Meat-Eating Dinosaur Was Bigger Than T. Rex

April 17, 2006

Skeletons of a huge, meat-eating dinosaur that overshadows Tyrannosaurus rex have been discovered in Argentina.

The newly revealed species is one of the biggest carnivores ever to have walked the Earth, dinosaur experts say.

At least seven of the animals were uncovered together in a mass fossil graveyard in western Patagonia, a region famous for giant-dinosaur remains.

Living some 100 million years ago, the largest specimen was more than 40 feet (12.5 meters) long.
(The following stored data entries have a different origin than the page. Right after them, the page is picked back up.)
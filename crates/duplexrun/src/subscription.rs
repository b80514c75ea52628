//! # Server-side subscriptions
//!
//! A subscription handler hands back a [`Subscription`]: a function that is
//! given an [`Emitter`] once the request has been acknowledged and returns a
//! [`Disposer`] that tears the producer down.
//!
//! ## Batching
//!
//! Emitted items are queued per subscription and flushed as one Event
//! envelope on the next scheduler tick. A batch never exceeds
//! [`MAX_BATCH_SIZE`] items.
//!
//! - [`Emitter::emit`] enqueues without waiting.
//! - [`Emitter::send`] waits while the queue is full, until the pending flush
//!   (including the transport send) has completed.
//!
//! Items are delivered in the order they were accepted.

use std::fmt;
use std::sync::Arc;
use std::sync::Mutex;
use std::sync::MutexGuard;
use std::sync::PoisonError;
use std::sync::Weak;
use std::sync::atomic::AtomicBool;
use std::sync::atomic::Ordering;

use dashmap::DashMap;
use duplexrpc::EventEnvelope;
use serde::Serialize;
use serde_json::Value;
use tokio::runtime::Handle;
use tokio::sync::Notify;

use crate::server::Responder;

/// Largest number of items carried by one Event envelope.
pub const MAX_BATCH_SIZE: usize = 100;

/// Stops a running subscription producer. Runs at most once.
pub struct Disposer(Box<dyn FnOnce() + Send>);

impl Disposer {
    pub fn new(dispose: impl FnOnce() + Send + 'static) -> Self {
        Self(Box::new(dispose))
    }

    /// A disposer with nothing to tear down.
    pub fn noop() -> Self {
        Self::new(|| {})
    }

    pub fn dispose(self) {
        (self.0)()
    }
}

impl fmt::Debug for Disposer {
    fn fmt(&self, f: &mut fmt::Formatter<'_>) -> fmt::Result {
        f.write_str("Disposer(..)")
    }
}

/// The deferred producer returned by a subscription handler.
pub struct Subscription(Box<dyn FnOnce(Emitter) -> Disposer + Send>);

impl Subscription {
    pub fn new(start: impl FnOnce(Emitter) -> Disposer + Send + 'static) -> Self {
        Self(Box::new(start))
    }

    pub(crate) fn start(self, emitter: Emitter) -> Disposer {
        (self.0)(emitter)
    }
}

impl fmt::Debug for Subscription {
    fn fmt(&self, f: &mut fmt::Formatter<'_>) -> fmt::Result {
        f.write_str("Subscription(..)")
    }
}

pub(crate) type SubscriptionTable = DashMap<String, Arc<ActiveSubscription>>;

struct Batch {
    queue: Vec<Value>,
    flush_scheduled: bool,
}

/// One live subscription on one connection.
///
/// Registered in the connection's table before the handler runs, so a Cancel
/// that overtakes dispatch still finds it. Flushes run on the runtime that
/// accepted the request, whichever thread the producer emits from.
pub(crate) struct ActiveSubscription {
    id: String,
    responder: Arc<Responder>,
    runtime: Handle,
    batch: Mutex<Batch>,
    flushed: Notify,
    disposed: AtomicBool,
    disposer: Mutex<Option<Disposer>>,
}

impl ActiveSubscription {
    /// Must be called from within the connection's runtime.
    pub(crate) fn new(id: String, responder: Arc<Responder>) -> Arc<Self> {
        Arc::new(Self {
            id,
            responder,
            runtime: Handle::current(),
            batch: Mutex::new(Batch { queue: Vec::new(), flush_scheduled: false }),
            flushed: Notify::new(),
            disposed: AtomicBool::new(false),
            disposer: Mutex::new(None),
        })
    }

    pub(crate) fn id(&self) -> &str {
        &self.id
    }

    pub(crate) fn is_disposed(&self) -> bool {
        self.disposed.load(Ordering::SeqCst)
    }

    /// Stores the producer's disposer, or runs it right away if the
    /// subscription was disposed while the producer was starting.
    pub(crate) fn attach(&self, disposer: Disposer) {
        let run_now = {
            let mut slot = self.disposer.lock().unwrap_or_else(PoisonError::into_inner);
            if self.is_disposed() {
                Some(disposer)
            } else {
                *slot = Some(disposer);
                None
            }
        };

        if let Some(disposer) = run_now {
            disposer.dispose();
        }
    }

    /// Marks the subscription disposed and runs its disposer. Idempotent.
    pub(crate) fn dispose(&self) {
        if self.disposed.swap(true, Ordering::SeqCst) {
            return;
        }

        let disposer = self.disposer.lock().unwrap_or_else(PoisonError::into_inner).take();
        if let Some(disposer) = disposer {
            disposer.dispose();
        }
        self.flushed.notify_waiters();
        tracing::debug!(id = %self.id, "subscription disposed");
    }

    fn push(self: &Arc<Self>, value: Value) {
        if self.is_disposed() {
            return;
        }

        let mut batch = self.batch();
        batch.queue.push(value);
        self.schedule_flush(&mut batch);
    }

    async fn push_when_ready(self: &Arc<Self>, value: Value) {
        loop {
            let notified = self.flushed.notified();
            tokio::pin!(notified);
            notified.as_mut().enable();

            {
                if self.is_disposed() {
                    return;
                }
                let mut batch = self.batch();
                if batch.queue.len() < MAX_BATCH_SIZE {
                    batch.queue.push(value);
                    self.schedule_flush(&mut batch);
                    return;
                }
            }

            notified.await;
        }
    }

    fn schedule_flush(self: &Arc<Self>, batch: &mut Batch) {
        if batch.flush_scheduled {
            return;
        }
        batch.flush_scheduled = true;

        let this = Arc::clone(self);
        self.runtime.spawn(async move { this.flush().await });
    }

    fn batch(&self) -> MutexGuard<'_, Batch> {
        self.batch.lock().unwrap_or_else(|poisoned| {
            tracing::warn!(id = %self.id, "subscription batch lock poisoned, recovering");
            self.batch.clear_poison();
            poisoned.into_inner()
        })
    }

    /// Sends queued items, at most [`MAX_BATCH_SIZE`] per envelope, until the queue is empty.
    async fn flush(self: Arc<Self>) {
        loop {
            tokio::task::yield_now().await;

            let items = {
                let mut batch = self.batch();
                if batch.queue.is_empty() {
                    batch.flush_scheduled = false;
                    break;
                }
                let take = batch.queue.len().min(MAX_BATCH_SIZE);
                batch.queue.drain(..take).collect::<Vec<_>>()
            };

            self.responder
                .send(EventEnvelope::new(self.id.clone(), items).into())
                .await;
            self.flushed.notify_waiters();
        }
        self.flushed.notify_waiters();
    }
}

/// Handle a running producer uses to push data to the subscriber.
///
/// Cheap to clone; every clone feeds the same subscription.
#[derive(Clone)]
pub struct Emitter {
    subscription: Arc<ActiveSubscription>,
    table: Weak<SubscriptionTable>,
}

impl Emitter {
    pub(crate) fn new(subscription: Arc<ActiveSubscription>, table: Weak<SubscriptionTable>) -> Self {
        Self { subscription, table }
    }

    /// Queues an item without waiting. Dropped if the subscription is gone.
    pub fn emit(&self, data: impl Serialize) {
        match serde_json::to_value(data) {
            Ok(value) => self.subscription.push(value),
            Err(e) => tracing::error!(id = %self.subscription.id(), error = %e, "failed to serialize subscription data"),
        }
    }

    /// Queues an item, first waiting for room in the current batch.
    pub async fn send(&self, data: impl Serialize) {
        match serde_json::to_value(data) {
            Ok(value) => self.subscription.push_when_ready(value).await,
            Err(e) => tracing::error!(id = %self.subscription.id(), error = %e, "failed to serialize subscription data"),
        }
    }

    /// Finishes the subscription from the producer side.
    ///
    /// Runs the disposer and forgets the subscription. Items already queued are still delivered.
    pub fn end(&self) {
        if let Some(table) = self.table.upgrade() {
            table.remove_if(self.subscription.id(), |_, active| Arc::ptr_eq(active, &self.subscription));
        }
        self.subscription.dispose();
    }

    pub fn is_closed(&self) -> bool {
        self.subscription.is_disposed()
    }
}

impl fmt::Debug for Emitter {
    fn fmt(&self, f: &mut fmt::Formatter<'_>) -> fmt::Result {
        f.debug_struct("Emitter").field("id", &self.subscription.id()).finish()
    }
}
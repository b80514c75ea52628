//! Length-prefixed frames over a byte stream.
//!
//! ## Wire Format
//! - Length: u32, big-endian, number of payload bytes
//! - Payload: UTF-8 text
//!
//! Works over anything `AsyncRead + AsyncWrite`: TCP, Unix sockets, pipes,
//! `tokio::io::duplex`. The medium never reconnects on its own, so no resets
//! are reported.

use tokio::io::AsyncRead;
use tokio::io::AsyncReadExt;
use tokio::io::AsyncWrite;
use tokio::io::AsyncWriteExt;
use tokio::io::ReadHalf;
use tokio::io::WriteHalf;
use tokio::sync::Mutex;
use tokio::sync::watch;

use crate::transport;
use crate::transport::Transport;

/// Largest payload accepted in either direction.
pub const MAX_FRAME_SIZE: usize = 16 * 1024 * 1024;

const FRAME_HEADER_SIZE: usize = 4;

pub struct StreamTransport<S> {
    reader: Mutex<ReadHalf<S>>,
    writer: Mutex<Option<WriteHalf<S>>>,
    closed: watch::Sender<bool>,
}

impl<S> StreamTransport<S>
where
    S: AsyncRead + AsyncWrite + Send + 'static,
{
    pub fn new(stream: S) -> Self {
        let (reader, writer) = tokio::io::split(stream);
        Self {
            reader: Mutex::new(reader),
            writer: Mutex::new(Some(writer)),
            closed: watch::Sender::new(false),
        }
    }
}

/// Reads one frame. `Ok(None)` on a clean end of stream at a frame boundary.
async fn read_frame<R: AsyncRead + Unpin>(reader: &mut R) -> transport::Result<Option<String>> {
    let mut header = [0u8; FRAME_HEADER_SIZE];
    match reader.read_exact(&mut header).await {
        Ok(_) => {}
        Err(e) if e.kind() == std::io::ErrorKind::UnexpectedEof => return Ok(None),
        Err(e) => return Err(e.into()),
    }

    let len = u32::from_be_bytes(header) as usize;
    if len > MAX_FRAME_SIZE {
        return Err(transport::Error::FrameTooLarge { len, max: MAX_FRAME_SIZE });
    }

    let mut payload = vec![0u8; len];
    reader.read_exact(&mut payload).await.map_err(|e| {
        if e.kind() == std::io::ErrorKind::UnexpectedEof {
            transport::Error::ConnectionLost("Stream ended inside a frame".into())
        } else {
            e.into()
        }
    })?;

    String::from_utf8(payload)
        .map(Some)
        .map_err(|_| transport::Error::InvalidUtf8)
}

fn encode_frame(frame: &str) -> transport::Result<Vec<u8>> {
    let bytes = frame.as_bytes();
    if bytes.len() > MAX_FRAME_SIZE {
        return Err(transport::Error::FrameTooLarge { len: bytes.len(), max: MAX_FRAME_SIZE });
    }

    let mut buf = Vec::with_capacity(FRAME_HEADER_SIZE + bytes.len());
    buf.extend_from_slice(&(bytes.len() as u32).to_be_bytes());
    buf.extend_from_slice(bytes);
    Ok(buf)
}

#[async_trait::async_trait]
impl<S> Transport for StreamTransport<S>
where
    S: AsyncRead + AsyncWrite + Send + 'static,
{
    async fn send(&self, frame: &str) -> transport::Result<()> {
        let buf = encode_frame(frame)?;

        let mut guard = self.writer.lock().await;
        let Some(writer) = guard.as_mut() else {
            return Err(transport::Error::Closed);
        };

        writer.write_all(&buf).await?;
        writer.flush().await?;
        Ok(())
    }

    async fn recv(&self) -> transport::Result<Option<String>> {
        let mut closed = self.closed.subscribe();
        if *closed.borrow_and_update() {
            return Ok(None);
        }

        let mut reader = self.reader.lock().await;
        tokio::select! {
            frame = read_frame(&mut *reader) => frame,
            _ = transport::wait_closed(&mut closed) => Ok(None),
        }
    }

    async fn close(&self) {
        self.closed.send_replace(true);

        let writer = self.writer.lock().await.take();
        if let Some(mut writer) = writer {
            if let Err(e) = writer.shutdown().await {
                tracing::debug!(error = %e, "stream shutdown failed");
            }
        }
    }
}
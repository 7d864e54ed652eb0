use tracing::info;
use uuid::Uuid;

use crate::error::AppError;
use crate::models::actor::{ActorContext, ActorRole};
use crate::models::event::TransitionEvent;
use crate::models::suborder::{PaymentStatus, Suborder, SuborderStatus};
use crate::state::AppState;

/// The transition table: which roles may move a suborder from one status to
/// another. Anything not listed here does not exist as a transition.
fn permitted_roles(
    from: SuborderStatus,
    to: SuborderStatus,
) -> Option<&'static [ActorRole]> {
    use ActorRole::*;
    use SuborderStatus::*;

    match (from, to) {
        (Pending, InProgress) => Some(&[Vendor]),
        (InProgress, Ready) => Some(&[Vendor]),
        (Ready, PickedUp) => Some(&[Rider]),
        (PickedUp, HandoverConfirmed) => Some(&[Vendor]),
        (HandoverConfirmed, InTransit) => Some(&[System]),
        (HandoverConfirmed, Delivered) | (InTransit, Delivered) => Some(&[Customer]),
        (Delivered, Completed) => Some(&[System, Vendor]),
        (from, Cancelled) if !from.is_terminal() => Some(&[Vendor, Customer, System]),
        _ => None,
    }
}

/// Validate and apply one transition against the current status. The caller
/// must hold the suborder's entry guard so that the read-verify-write here is
/// a single atomic step; a stale request simply fails the table lookup.
pub fn apply(
    suborder: &mut Suborder,
    target: SuborderStatus,
    actor: &ActorContext,
) -> Result<TransitionEvent, AppError> {
    let from = suborder.status;
    let roles = permitted_roles(from, target).ok_or(AppError::InvalidTransition {
        from,
        to: target,
    })?;

    if !roles.contains(&actor.role) {
        return Err(AppError::Unauthorized { role: actor.role });
    }

    suborder.status = target;
    Ok(TransitionEvent::record(suborder, from, target, actor))
}

/// Look up a suborder and drive one actor-initiated transition, auditing the
/// result. `handover_confirmed` auto-advances to `in_transit` inside the same
/// critical section, as the system actor.
pub fn transition(
    state: &AppState,
    suborder_id: Uuid,
    target: SuborderStatus,
    actor: &ActorContext,
) -> Result<Suborder, AppError> {
    let mut suborder = state
        .suborders
        .get_mut(&suborder_id)
        .ok_or_else(|| AppError::NotFound(format!("suborder {suborder_id} not found")))?;

    // ready -> picked_up is owned by dispatch::claim, which assigns the rider
    // under the same guard; it is not reachable as a bare transition.
    if target == SuborderStatus::PickedUp {
        state
            .metrics
            .transitions_total
            .with_label_values(&[target.as_str(), "rejected"])
            .inc();
        return Err(AppError::InvalidTransition {
            from: suborder.status,
            to: target,
        });
    }

    let mut events = Vec::with_capacity(2);
    match apply(&mut suborder, target, actor) {
        Ok(event) => events.push(event),
        Err(err) => {
            state
                .metrics
                .transitions_total
                .with_label_values(&[target.as_str(), "rejected"])
                .inc();
            return Err(err);
        }
    }

    if target == SuborderStatus::HandoverConfirmed {
        let event = apply(
            &mut suborder,
            SuborderStatus::InTransit,
            &ActorContext::system(),
        )?;
        events.push(event);
    }

    let updated = suborder.clone();
    commit(state, events);
    Ok(updated)
}

/// Advance the payment dimension. The target state is derived from the
/// confirming role: rider collection, vendor settlement, or the customer's
/// prepaid confirmation. No payment may be confirmed before the goods are
/// being prepared.
pub fn confirm_payment(
    state: &AppState,
    suborder_id: Uuid,
    actor: &ActorContext,
) -> Result<Suborder, AppError> {
    let mut suborder = state
        .suborders
        .get_mut(&suborder_id)
        .ok_or_else(|| AppError::NotFound(format!("suborder {suborder_id} not found")))?;

    let target = match actor.role {
        ActorRole::Rider => PaymentStatus::ConfirmedByRider,
        ActorRole::Vendor => PaymentStatus::ConfirmedByVendor,
        ActorRole::Customer => PaymentStatus::ConfirmedByCustomer,
        ActorRole::System => return Err(AppError::Unauthorized { role: actor.role }),
    };

    if matches!(
        suborder.status,
        SuborderStatus::Pending | SuborderStatus::InProgress
    ) {
        return Err(AppError::PaymentTooEarly {
            status: suborder.status,
        });
    }

    let from = suborder.payment_status;
    let allowed = matches!(
        (from, target),
        (PaymentStatus::Pending, PaymentStatus::ConfirmedByRider)
            | (PaymentStatus::ConfirmedByRider, PaymentStatus::ConfirmedByVendor)
            | (PaymentStatus::Pending, PaymentStatus::ConfirmedByCustomer)
    );

    if !allowed {
        return Err(AppError::InvalidPaymentTransition { from, to: target });
    }

    suborder.payment_status = target;
    info!(
        suborder_id = %suborder.id,
        from = ?from,
        to = ?target,
        "payment status advanced"
    );

    Ok(suborder.clone())
}

pub fn audit_log(state: &AppState, suborder_id: Uuid) -> Result<Vec<TransitionEvent>, AppError> {
    if !state.suborders.contains_key(&suborder_id) {
        return Err(AppError::NotFound(format!(
            "suborder {suborder_id} not found"
        )));
    }

    Ok(state
        .events
        .get(&suborder_id)
        .map(|events| events.value().clone())
        .unwrap_or_default())
}

/// Append events to the audit log and fan them out. Callers invoke this while
/// still holding the suborder guard so log order matches transition order.
pub(crate) fn commit(state: &AppState, events: Vec<TransitionEvent>) {
    for event in events {
        state
            .metrics
            .transitions_total
            .with_label_values(&[event.next.as_str(), "success"])
            .inc();

        info!(
            suborder_id = %event.suborder_id,
            from = event.previous.as_str(),
            to = event.next.as_str(),
            role = ?event.actor.role,
            "suborder transition"
        );

        state
            .events
            .entry(event.suborder_id)
            .or_default()
            .push(event.clone());
        let _ = state.transition_events_tx.send(event);
    }
}
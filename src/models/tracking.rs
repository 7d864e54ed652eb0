use chrono::{DateTime, Utc};
use serde::{Deserialize, Serialize};
use uuid::Uuid;

use crate::geo::GeoPoint;
use crate::models::order::DeliveryAddress;
use crate::models::suborder::SuborderStatus;

#[derive(Debug, Clone, Serialize, Deserialize)]
pub struct LocationPing {
    pub suborder_id: Uuid,
    pub position: GeoPoint,
    pub recorded_at: DateTime<Utc>,
}

#[derive(Debug, Clone, Copy, Serialize, Deserialize, PartialEq, Eq)]
pub enum FeedState {
    /// No rider assigned yet; the route is empty.
    Idle,
    /// Rider in an active-transit state; pings may still arrive.
    Live,
    /// Route frozen; no further pings will ever be accepted.
    Final,
}

impl FeedState {
    pub fn for_status(status: SuborderStatus) -> Self {
        if status.is_active_transit() {
            FeedState::Live
        } else if matches!(
            status,
            SuborderStatus::Delivered | SuborderStatus::Completed | SuborderStatus::Cancelled
        ) {
            FeedState::Final
        } else {
            FeedState::Idle
        }
    }
}

#[derive(Debug, Clone, Serialize, Deserialize)]
pub struct RouteView {
    pub suborder_id: Uuid,
    pub feed: FeedState,
    pub destination: DeliveryAddress,
    pub pings: Vec<LocationPing>,
}
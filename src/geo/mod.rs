use serde::{Deserialize, Serialize};

use crate::error::AppError;

const EARTH_RADIUS_KM: f64 = 6_371.0;

#[derive(Debug, Clone, Copy, PartialEq, Serialize, Deserialize)]
pub struct GeoPoint {
    pub lat: f64,
    pub lng: f64,
}

impl GeoPoint {
    pub fn validate(&self) -> Result<(), AppError> {
        let in_range = self.lat.is_finite()
            && self.lng.is_finite()
            && (-90.0..=90.0).contains(&self.lat)
            && (-180.0..=180.0).contains(&self.lng);

        if in_range {
            Ok(())
        } else {
            Err(AppError::InvalidCoordinate {
                lat: self.lat,
                lng: self.lng,
            })
        }
    }
}

pub fn distance_km(a: &GeoPoint, b: &GeoPoint) -> Result<f64, AppError> {
    a.validate()?;
    b.validate()?;
    Ok(haversine_km(a, b))
}

fn haversine_km(a: &GeoPoint, b: &GeoPoint) -> f64 {
    let lat1 = a.lat.to_radians();
    let lat2 = b.lat.to_radians();
    let delta_lat = (b.lat - a.lat).to_radians();
    let delta_lng = (b.lng - a.lng).to_radians();

    let sin_lat = (delta_lat / 2.0).sin();
    let sin_lng = (delta_lng / 2.0).sin();

    let haversine = sin_lat * sin_lat + lat1.cos() * lat2.cos() * sin_lng * sin_lng;
    let central_angle = 2.0 * haversine.sqrt().asin();

    EARTH_RADIUS_KM * central_angle
}
use serde::{Deserialize, Serialize};
use uuid::Uuid;

#[derive(Debug, Clone, Copy, Serialize, Deserialize, PartialEq, Eq)]
pub enum ActorRole {
    Vendor,
    Rider,
    Customer,
    System,
}

/// Identity of the party driving an operation. Always passed in explicitly;
/// authentication happens upstream, this core only checks the role.
#[derive(Debug, Clone, Copy, Serialize, Deserialize, PartialEq, Eq)]
pub struct ActorContext {
    pub role: ActorRole,
    pub id: Uuid,
}

impl ActorContext {
    pub fn system() -> Self {
        Self {
            role: ActorRole::System,
            id: Uuid::nil(),
        }
    }
}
Researchers say the new species, named Mapusaurus roseae, is possibly even larger than its close relative Giganotosaurus, which in 1995 took T. rex's crown as the world's biggest known carnivorous dinosaur.

The find is also one of the first to suggest giant meat-eating dinosaurs lived in groups.

Renowned dinosaur hunter Rodolfo Coria, professor at the Carmen Funes Museum in Plaza Huincul, Argentina, found the fossils in the foothills of the Andes mountains.

Coria and fellow paleontologist Philip Currie of the University of Alberta in Canada describe the find in the latest issue of the journal Geodiversitas.

Mass Grave

While more than matching T. rex for size, Mapusaurus appears to have been a sleeker, more agile predator, with teeth designed for slicing flesh rather than crushing bones.

Coria says the new dinosaur's skull is longer than T. rex's.

"The lower jaw is also more delicate in Mapusaurus, and its teeth are thinner and sharper—they are just like knives," he added.